Chapter 90, Section 34M provides in pertinent part:
Eveiy owner, registrant, operator or occupant of a motor vehicle to which personal injury protection benefits apply who would otherwise be liable in tort ... is hereby made exempt from tort liability . . .
[Emphasis supplied.]
The clear meaning of this provision is that such owners, registrants, operators and occupants are to have the benefit of the exemption if the motor vehicle owned by them, registered to them, or operated or occupied by them is one to which personal injuiy benefits apply. This is apparent from the use of the word “which” rather than the word “whom” in the emphasized portion of the above quotation from the statute.
Plaintiffs reliance upon Viera v. Schupp, 383 Mass. 739 (1981). is misplaced. In Viera, the Defendant’s *513vehicle was not a motor vehicle to which personal injury protection benefits applied, because it was registered and insured in Rhode Island. The Court’s statement that “(T]he clear meaning of this language (MGL 90:34M, second par.) is that the exemption from liability runs only to the tortfeasor to whom PIP benefits apply,” must be read in the context of the facts of the case and the clear language of Chapter 90, Section 34M. So read, the Court’s holding was that the exemption runs only to a tortfeasor to whom PIP benefits potentially apply because the tortfeasor was the owner, registered owner, operator or occupant of a motor vehicle to which PIP benefits apply.

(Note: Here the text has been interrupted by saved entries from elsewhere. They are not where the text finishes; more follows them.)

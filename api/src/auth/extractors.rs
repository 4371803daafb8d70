use axum::{
    extract::FromRequestParts,
    http::{StatusCode, request::Parts},
};
use axum_extra::extract::TypedHeader;
use headers::{Authorization, authorization::Bearer};
use jsonwebtoken::{Algorithm, DecodingKey, Validation, decode};
use util::config;

use crate::auth::claims::{AuthUser, Claims};

/// Extraction of `AuthUser` from request headers.
///
/// Looks for a Bearer token in the `Authorization` header and verifies it
/// against the configured JWT secret.
///
/// # Errors
/// Returns `401 Unauthorized` if the header is missing, malformed, or the
/// token is invalid or expired.
impl<S> FromRequestParts<S> for AuthUser
where
    S: Send + Sync,
{
    type Rejection = (StatusCode, &'static str);

    async fn from_request_parts(parts: &mut Parts, state: &S) -> Result<Self, Self::Rejection> {
        let TypedHeader(Authorization(bearer)) =
            TypedHeader::<Authorization<Bearer>>::from_request_parts(parts, state)
                .await
                .map_err(|_| {
                    (
                        StatusCode::UNAUTHORIZED,
                        "Missing or invalid Authorization header",
                    )
                })?;

        let token_data = decode::<Claims>(
            bearer.token(),
            &DecodingKey::from_secret(config::jwt_secret().as_bytes()),
            &Validation::new(Algorithm::HS256),
        )
        .map_err(|_| (StatusCode::UNAUTHORIZED, "Invalid or expired token"))?;

        Ok(AuthUser(token_data.claims))
    }
}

To read Viera out of context, as Plaintiff has, would lead to the absurd result that the availability of the exemption to owners, registered owners, occupants and operators, would depend entirely on whether a particular operator of a vehicle to which PIP benefits applied was disqualified personally from recovering such benefits because covered by workers’ compensation, operating while under the influence, or while committing a felony or while seeking to avoid arrest by a police officer, or while operating with the specific intent of causing injury to himself or others. The issue is not whether PIP coverage is available to the operator in the particular circumstances of the accident, but whether the insurance coverage for the vehicle includes PIP coverage, which it presumably does in this case. Compare Murphy v. Bohn, 377 Mass. 544 (1979).
The Plaintiff has received the benefit of his PIP coverage. The Defendants’ vehicle was registered in Massachusetts and, therefore, was required to carry PIP coverage. Its owner was required to “bear the burden of the no-fault scheme.” Murphy, supra at 551. In those circumstances it would contravene the essence of the no-fault scheme to deny Defendants the benefit of the tort exemption simply because the defendant operator was personally disqualified from receiving PIP benefits. Accordingly Defendants’ motion to reduce the judgment by $8,000 is allowed.1
Since the reduction is predicated upon an exemption from tort liability, it would be inappropriate to award interest on the amount exempted. The judgment, therefore, of $35,000 shall be reduced to $27,000 and final judgment shall enter in the amount of $27,000, plus interest and costs.

The Court rejects, without discussion, Defendants’ alternative argument that the $8,000 was an advancement pursuant to G.L.c. 231, §140B.